§ WHAT THE TASK ASKS
Please start at the first line of the records beneath and quote each line exactly, ending with the line containing "price changes do".

=== DATA SHOWN ===

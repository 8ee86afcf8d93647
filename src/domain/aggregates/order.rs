//! Order Aggregate

use chrono::{DateTime, Utc};
use serde::{Deserialize, Serialize};
use std::str::FromStr;
use thiserror::Error;
use uuid::Uuid;
use validator::Validate;

use crate::domain::events::OrderEvent;
use crate::domain::lifecycle::{OrderStatus, PaymentStatus, TransitionPolicy};
use crate::domain::pricing::{compute_totals, OrderTotals, ShippingPolicy};
use crate::domain::value_objects::{Money, OrderNumber, Quantity, ValueError};

/// Product snapshot captured at order time. Later catalog price changes do
/// not reach existing orders.
#[derive(Clone, Debug, PartialEq, Eq, Serialize, Deserialize)]
pub struct LineItem {
    pub product_id: String,
    pub product_name: String,
    pub product_image: Option<String>,
    pub quantity: Quantity,
    pub price: Money,
    pub total: Money,
}

impl LineItem {
    pub fn new(
        product_id: impl Into<String>,
        product_name: impl Into<String>,
        product_image: Option<String>,
        quantity: Quantity,
        price: Money,
    ) -> Result<Self, OrderError> {
        let product_id = product_id.into();
        let product_name = product_name.into().trim().to_string();
        if product_id.trim().is_empty() { return Err(OrderError::InvalidItem("product id is required".into())); }
        if product_name.is_empty() { return Err(OrderError::InvalidItem(format!("item {product_id} has no name"))); }
        if price.is_negative() { return Err(OrderError::InvalidItem(format!("item {product_id} has a negative price"))); }
        let total = price.checked_multiply(quantity)?;
        Ok(Self { product_id, product_name, product_image, quantity, price, total })
    }

    pub fn line_total(&self) -> Money { self.total }

    fn set_quantity(&mut self, quantity: Quantity) -> Result<(), OrderError> {
        self.total = self.price.checked_multiply(quantity)?;
        self.quantity = quantity;
        Ok(())
    }
}

#[derive(Clone, Debug, Default, PartialEq, Eq, Serialize, Deserialize, Validate)]
pub struct Address {
    #[validate(length(min = 1, message = "full name is required"))]
    pub full_name: String,
    #[validate(length(min = 6, message = "phone number is required"))]
    pub phone: String,
    #[serde(alias = "address", alias = "street")]
    #[validate(length(min = 1, message = "address is required"))]
    pub address_line1: String,
    #[serde(default)]
    pub address_line2: Option<String>,
    #[validate(length(min = 1, message = "city is required"))]
    pub city: String,
    #[validate(length(min = 1, message = "state is required"))]
    pub state: String,
    #[validate(length(min = 3, message = "postal code is required"))]
    pub postal_code: String,
    #[serde(default = "default_country")]
    pub country: String,
}

fn default_country() -> String { "India".to_string() }

#[derive(Clone, Copy, Debug, Default, PartialEq, Eq, Serialize, Deserialize)]
pub enum PaymentMethod {
    /// Cash on delivery, the only method the storefront accepts.
    #[default]
    #[serde(rename = "cod")]
    CashOnDelivery,
}

impl PaymentMethod {
    pub fn as_str(&self) -> &'static str { "cod" }
}

impl FromStr for PaymentMethod {
    type Err = OrderError;
    fn from_str(s: &str) -> Result<Self, Self::Err> {
        match s.trim().to_ascii_lowercase().as_str() {
            "cod" | "cash_on_delivery" => Ok(Self::CashOnDelivery),
            other => Err(OrderError::PaymentMethodUnavailable(other.to_string())),
        }
    }
}

/// Everything checkout knows about an order before it is numbered.
#[derive(Clone, Debug)]
pub struct NewOrder {
    pub customer_id: String,
    pub customer_email: Option<String>,
    pub items: Vec<LineItem>,
    pub shipping_address: Address,
    pub payment_method: PaymentMethod,
    pub discount: Money,
    pub coupon_code: Option<String>,
    pub gst_number: Option<String>,
    pub notes: Option<String>,
}

/// Persisted and wire shape of an order.
#[derive(Clone, Debug, PartialEq, Serialize, Deserialize)]
pub struct OrderSnapshot {
    pub id: Uuid,
    pub order_number: OrderNumber,
    pub customer_id: String,
    pub customer_email: Option<String>,
    pub status: OrderStatus,
    pub payment_status: PaymentStatus,
    pub payment_method: PaymentMethod,
    pub items: Vec<LineItem>,
    pub subtotal: Money,
    pub shipping: Money,
    pub discount: Money,
    pub total: Money,
    pub shipping_address: Address,
    pub coupon_code: Option<String>,
    pub gst_number: Option<String>,
    pub notes: Option<String>,
    pub created_at: DateTime<Utc>,
    pub updated_at: DateTime<Utc>,
}

#[derive(Clone, Debug)]
pub struct Order {
    id: Uuid,
    order_number: OrderNumber,
    customer_id: String,
    customer_email: Option<String>,
    status: OrderStatus,
    payment_status: PaymentStatus,
    payment_method: PaymentMethod,
    items: Vec<LineItem>,
    totals: OrderTotals,
    shipping_address: Address,
    coupon_code: Option<String>,
    gst_number: Option<String>,
    notes: Option<String>,
    created_at: DateTime<Utc>,
    updated_at: DateTime<Utc>,
    events: Vec<OrderEvent>,
}

impl Order {
    pub fn place(id: Uuid, order_number: OrderNumber, new: NewOrder, shipping: &ShippingPolicy) -> Result<Self, OrderError> {
        if new.items.is_empty() { return Err(OrderError::NoItems); }
        let totals = compute_totals(&new.items, new.discount, shipping)?;
        let now = Utc::now();
        let mut order = Self {
            id, order_number, customer_id: new.customer_id, customer_email: new.customer_email,
            status: OrderStatus::Pending, payment_status: PaymentStatus::Pending, payment_method: new.payment_method,
            items: new.items, totals, shipping_address: new.shipping_address,
            coupon_code: new.coupon_code, gst_number: new.gst_number, notes: new.notes,
            created_at: now, updated_at: now, events: vec![],
        };
        order.raise_event(OrderEvent::Placed {
            order_id: id, order_number, customer_id: order.customer_id.clone(), total: order.totals.total,
        });
        Ok(order)
    }

    /// Rebuilds an order from storage. Persisted totals are taken as-is.
    pub fn restore(s: OrderSnapshot) -> Self {
        Self {
            id: s.id, order_number: s.order_number, customer_id: s.customer_id, customer_email: s.customer_email,
            status: s.status, payment_status: s.payment_status, payment_method: s.payment_method, items: s.items,
            totals: OrderTotals { subtotal: s.subtotal, shipping: s.shipping, discount: s.discount, total: s.total },
            shipping_address: s.shipping_address, coupon_code: s.coupon_code, gst_number: s.gst_number,
            notes: s.notes, created_at: s.created_at, updated_at: s.updated_at, events: vec![],
        }
    }

    pub fn snapshot(&self) -> OrderSnapshot {
        OrderSnapshot {
            id: self.id,
            order_number: self.order_number,
            customer_id: self.customer_id.clone(),
            customer_email: self.customer_email.clone(),
            status: self.status,
            payment_status: self.payment_status,
            payment_method: self.payment_method,
            items: self.items.clone(),
            subtotal: self.totals.subtotal,
            shipping: self.totals.shipping,
            discount: self.totals.discount,
            total: self.totals.total,
            shipping_address: self.shipping_address.clone(),
            coupon_code: self.coupon_code.clone(),
            gst_number: self.gst_number.clone(),
            notes: self.notes.clone(),
            created_at: self.created_at,
            updated_at: self.updated_at,
        }
    }

    pub fn id(&self) -> Uuid { self.id }
    pub fn order_number(&self) -> OrderNumber { self.order_number }
    pub fn customer_id(&self) -> &str { &self.customer_id }
    pub fn customer_email(&self) -> Option<&str> { self.customer_email.as_deref() }
    pub fn status(&self) -> OrderStatus { self.status }
    pub fn payment_status(&self) -> PaymentStatus { self.payment_status }
    pub fn payment_method(&self) -> PaymentMethod { self.payment_method }
    pub fn items(&self) -> &[LineItem] { &self.items }
    pub fn totals(&self) -> &OrderTotals { &self.totals }
    pub fn shipping_address(&self) -> &Address { &self.shipping_address }
    pub fn coupon_code(&self) -> Option<&str> { self.coupon_code.as_deref() }
    pub fn gst_number(&self) -> Option<&str> { self.gst_number.as_deref() }
    pub fn created_at(&self) -> DateTime<Utc> { self.created_at }

    /// Returns `false` when the order already had `to`.
    pub fn set_status(&mut self, to: OrderStatus, policy: TransitionPolicy) -> Result<bool, OrderError> {
        let from = self.status;
        if !policy.permits(from, to) { return Err(OrderError::TransitionNotPermitted { from, to }); }
        if from == to { return Ok(false); }
        self.status = to;
        self.touch();
        self.raise_event(OrderEvent::StatusChanged { order_id: self.id, from, to });
        Ok(true)
    }

    pub fn set_payment_status(&mut self, to: PaymentStatus) -> bool {
        let from = self.payment_status;
        if from == to { return false; }
        self.payment_status = to;
        self.touch();
        self.raise_event(OrderEvent::PaymentStatusChanged { order_id: self.id, from, to });
        true
    }

    pub fn increment_item(&mut self, product_id: &str, shipping: &ShippingPolicy) -> Result<(), OrderError> {
        let item = self.item_mut(product_id)?;
        let next = item.quantity.increment();
        item.set_quantity(next)?;
        self.recalculate(shipping)
    }

    /// Lowering a quantity of 1 is ignored and returns `false`.
    pub fn decrement_item(&mut self, product_id: &str, shipping: &ShippingPolicy) -> Result<bool, OrderError> {
        let item = self.item_mut(product_id)?;
        let Some(next) = item.quantity.decrement() else { return Ok(false) };
        item.set_quantity(next)?;
        self.recalculate(shipping)?;
        Ok(true)
    }

    /// Removing the last item leaves an empty, still priced order.
    pub fn remove_item(&mut self, product_id: &str, shipping: &ShippingPolicy) -> Result<(), OrderError> {
        let before = self.items.len();
        self.items.retain(|i| i.product_id != product_id);
        if self.items.len() == before { return Err(OrderError::ItemNotFound(product_id.to_string())); }
        self.recalculate(shipping)
    }

    pub fn take_events(&mut self) -> Vec<OrderEvent> { std::mem::take(&mut self.events) }

    fn item_mut(&mut self, product_id: &str) -> Result<&mut LineItem, OrderError> {
        self.items
            .iter_mut()
            .find(|i| i.product_id == product_id)
            .ok_or_else(|| OrderError::ItemNotFound(product_id.to_string()))
    }

    // Discount stays as placed: it is a flat amount, not re-derived from the new subtotal.
    fn recalculate(&mut self, shipping: &ShippingPolicy) -> Result<(), OrderError> {
        self.totals = compute_totals(&self.items, self.totals.discount, shipping)?;
        self.touch();
        self.raise_event(OrderEvent::ItemsEdited { order_id: self.id, subtotal: self.totals.subtotal, total: self.totals.total });
        Ok(())
    }

    fn raise_event(&mut self, e: OrderEvent) { self.events.push(e); }
    fn touch(&mut self) { self.updated_at = Utc::now(); }
}

#[derive(Debug, Clone, PartialEq, Eq, Error)]
pub enum OrderError {
    #[error("order has no items")]
    NoItems,
    #[error("invalid item: {0}")]
    InvalidItem(String),
    #[error("item {0} is not on this order")]
    ItemNotFound(String),
    #[error("cannot move order from {from} to {to}")]
    TransitionNotPermitted { from: OrderStatus, to: OrderStatus },
    #[error("payment method {0} is not available. Online payment options coming soon")]
    PaymentMethodUnavailable(String),
    #[error(transparent)]
    Amount(#[from] ValueError),
}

===

§ ANSWER FOR THE TASK
repository 8ee86afcf8d93647
filename src/domain/aggregates/order.rs
//! Order Aggregate

use chrono::{DateTime, Utc};
use serde::{Deserialize, Serialize};
use std::str::FromStr;
use thiserror::Error;
use uuid::Uuid;
use validator::Validate;

use crate::domain::events::OrderEvent;
use crate::domain::lifecycle::{OrderStatus, PaymentStatus, TransitionPolicy};
use crate::domain::pricing::{compute_totals, OrderTotals, ShippingPolicy};
use crate::domain::value_objects::{Money, OrderNumber, Quantity, ValueError};

/// Product snapshot captured at order time. Later catalog price changes do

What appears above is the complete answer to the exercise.